■ DESCRIPTION OF THE TASK:
In the data that follows, find each line containing "true" and copy it.

(Beginning of DATA PROVIDED)

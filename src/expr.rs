//! SQL fragments for a PostGIS-compatible engine.
//!
//! An [`Expression`] is raw SQL text that a host query builder must splice in without quoting.

use std::fmt;

/// A raw SQL expression, e.g. `ST_GeomFromText('POINT(1 2)')`.
#[derive(Debug, Clone, PartialEq, Eq, Hash)]
pub struct Expression(String);

impl Expression {
    pub fn new(sql: impl Into<String>) -> Self {
        Self(sql.into())
    }

    /// The SQL `NULL` literal.
    pub fn null() -> Self {
        Self("NULL".to_string())
    }

    pub fn is_null(&self) -> bool {
        self.0.eq_ignore_ascii_case("NULL")
    }

    pub fn as_str(&self) -> &str {
        &self.0
    }

    pub fn into_inner(self) -> String {
        self.0
    }
}

impl fmt::Display for Expression {
    fn fmt(&self, f: &mut fmt::Formatter<'_>) -> fmt::Result {
        f.write_str(&self.0)
    }
}

impl AsRef<str> for Expression {
    fn as_ref(&self) -> &str {
        &self.0
    }
}

impl From<Expression> for String {
    fn from(value: Expression) -> Self {
        value.0
    }
}

/// Wrap `text` in single quotes, doubling any embedded quote.
pub fn quote_literal(text: &str) -> String {
    format!("'{}'", text.replace('\'', "''"))
}

/// `ST_GeomFromGeoJSON('<json>')`
pub fn st_geom_from_geojson(geojson: &str) -> Expression {
    Expression(format!("ST_GeomFromGeoJSON({})", quote_literal(geojson)))
}

/// `ST_GeomFromText('<wkt>')`, or `ST_GeomFromText('<wkt>', <srid>)` when an SRID is given.
pub fn st_geom_from_text(wkt: &str, srid: Option<u32>) -> Expression {
    match srid {
        Some(srid) => Expression(format!(
            "ST_GeomFromText({}, {})",
            quote_literal(wkt),
            srid
        )),
        None => Expression(format!("ST_GeomFromText({})", quote_literal(wkt))),
    }
}

/// `ST_AsGeoJson('<stored>')`, converting a stored geometry (usually hex EWKB) to GeoJSON text.
pub fn st_as_geojson(stored: &str) -> Expression {
    Expression(format!("ST_AsGeoJson({})", quote_literal(stored)))
}

/// `ST_AsText('<stored>')`, converting a stored geometry (usually hex EWKB) to WKT.
pub fn st_as_text(stored: &str) -> Expression {
    Expression(format!("ST_AsText({})", quote_literal(stored)))
}

/// `ST_Within(<a>, <b>)`
pub fn st_within(a: impl fmt::Display, b: impl fmt::Display) -> Expression {
    Expression(format!("ST_Within({}, {})", a, b))
}
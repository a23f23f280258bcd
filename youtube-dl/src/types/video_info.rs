use serde::{Deserialize, Serialize};
use serde_json::{Map, Value};

/// Metadata document printed by `--dump-json`.
///
/// Missing fields take their defaults; fields not modelled here are kept in
/// [`extra`](Self::extra).
#[derive(Debug, Clone, Default, PartialEq, Serialize, Deserialize)]
#[serde(default)]
pub struct VideoInfo {
    pub id: Option<String>,
    pub title: Option<String>,
    pub fulltitle: Option<String>,
    pub display_id: Option<String>,
    pub description: Option<String>,
    pub uploader: Option<String>,
    pub uploader_id: Option<String>,
    pub uploader_url: Option<String>,
    pub channel: Option<String>,
    pub duration: Option<f64>,
    pub view_count: Option<u64>,
    pub like_count: Option<u64>,
    pub upload_date: Option<String>,
    pub webpage_url: Option<String>,
    pub thumbnail: Option<String>,
    pub ext: Option<String>,
    pub format: Option<String>,
    pub format_id: Option<String>,
    pub age_limit: Option<u32>,
    pub formats: Vec<Format>,
    pub thumbnails: Vec<Thumbnail>,
    pub categories: Vec<String>,
    pub tags: Vec<String>,
    #[serde(flatten)]
    pub extra: Map<String, Value>
}

impl VideoInfo {
    /// URL of the largest listed thumbnail by pixel area, or the single
    /// `thumbnail` field when the list carries no dimensions.
    pub fn best_thumbnail(&self) -> Option<&str> {
        let largest = self
            .thumbnails
            .iter()
            .filter_map(|t| Some((t.area()?, t)))
            .max_by_key(|(area, _)| *area)
            .map(|(_, t)| t.url.as_str());

        largest
            .or(self.thumbnail.as_deref())
            .or_else(|| self.thumbnails.last().map(|t| t.url.as_str()))
    }
}

#[derive(Debug, Clone, Default, PartialEq, Serialize, Deserialize)]
#[serde(default)]
pub struct Format {
    pub format_id: String,
    pub format_note: Option<String>,
    pub format: Option<String>,
    pub ext: Option<String>,
    pub url: Option<String>,
    pub width: Option<u32>,
    pub height: Option<u32>,
    pub fps: Option<f64>,
    pub vcodec: Option<String>,
    pub acodec: Option<String>,
    pub abr: Option<f64>,
    pub tbr: Option<f64>,
    pub filesize: Option<u64>,
    pub filesize_approx: Option<u64>,
    pub protocol: Option<String>
}

impl Format {
    pub fn has_video(&self) -> bool {
        self.vcodec.as_ref().is_some_and(|v| v != "none")
    }

    pub fn has_audio(&self) -> bool {
        self.acodec.as_ref().is_some_and(|a| a != "none")
    }

    pub fn estimated_size(&self) -> Option<u64> {
        self.filesize.or(self.filesize_approx)
    }

    /// Short label for what the format carries: `audio+video`, `video only`,
    /// `audio only`, or `unknown` when neither codec is reported.
    pub fn kind(&self) -> &'static str {
        match (self.has_video(), self.has_audio()) {
            (true, true) => "audio+video",
            (true, false) => "video only",
            (false, true) => "audio only",
            (false, false) => "unknown"
        }
    }
}

#[derive(Debug, Clone, Default, PartialEq, Serialize, Deserialize)]
#[serde(default)]
pub struct Thumbnail {
    pub url: String,
    pub id: Option<String>,
    pub width: Option<u32>,
    pub height: Option<u32>
}

impl Thumbnail {
    fn area(&self) -> Option<u64> {
        Some(u64::from(self.width?) * u64::from(self.height?))
    }
}
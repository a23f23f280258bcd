//! Async Rust facade over the youtube-dl / yt-dlp command-line tool.
//!
//! Each call builds a command line from a [`Request`], runs the tool as a
//! child process, reads stdout and stderr concurrently to the end and returns
//! a [`Response`] (or an [`Error`] when the tool exits with a nonzero code).
//! Progress lines on stdout can be reported to a callback while the tool runs.
//!
//! # Example
//!
//! ```no_run
//! use youtube_dl::{Config, ProgressSample, Request, YoutubeDl};
//!
//! #[tokio::main]
//! async fn main() -> youtube_dl::Result<()> {
//!     let client = YoutubeDl::with_config(Config::from_env());
//!
//!     println!("version: {}", client.version().await?);
//!
//!     let info = client.video_info("https://www.youtube.com/watch?v=dQw4w9WgXcQ").await?;
//!     println!("title: {:?}", info.title);
//!
//!     let request = Request::with_url("https://www.youtube.com/watch?v=dQw4w9WgXcQ")
//!         .directory_path("/tmp")
//!         .option_value("format", "best")
//!         .option_flag("newline");
//!     let response = client
//!         .execute_with_progress(&request, |p: ProgressSample| {
//!             println!("{:.1}% eta {}", p.percent, p.format_eta());
//!         })
//!         .await?;
//!     println!("finished in {} ms", response.elapsed_ms());
//!
//!     Ok(())
//! }
//! ```

mod capture;
mod client;
mod command;
pub mod config;
pub mod error;
mod request;
mod response;
pub mod types;

pub use client::YoutubeDl;
pub use command::render_options;
pub use config::Config;
pub use error::{Error, Result};
pub use request::Request;
pub use response::Response;
pub use types::{Format, ProgressCallback, ProgressSample, Thumbnail, VideoInfo};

(End of DATA PROVIDED)

■ ANSWER TO THIS TASK:
            (true, true) => "audio+video",
            (true, false) => "video only",
            (false, true) => "audio only",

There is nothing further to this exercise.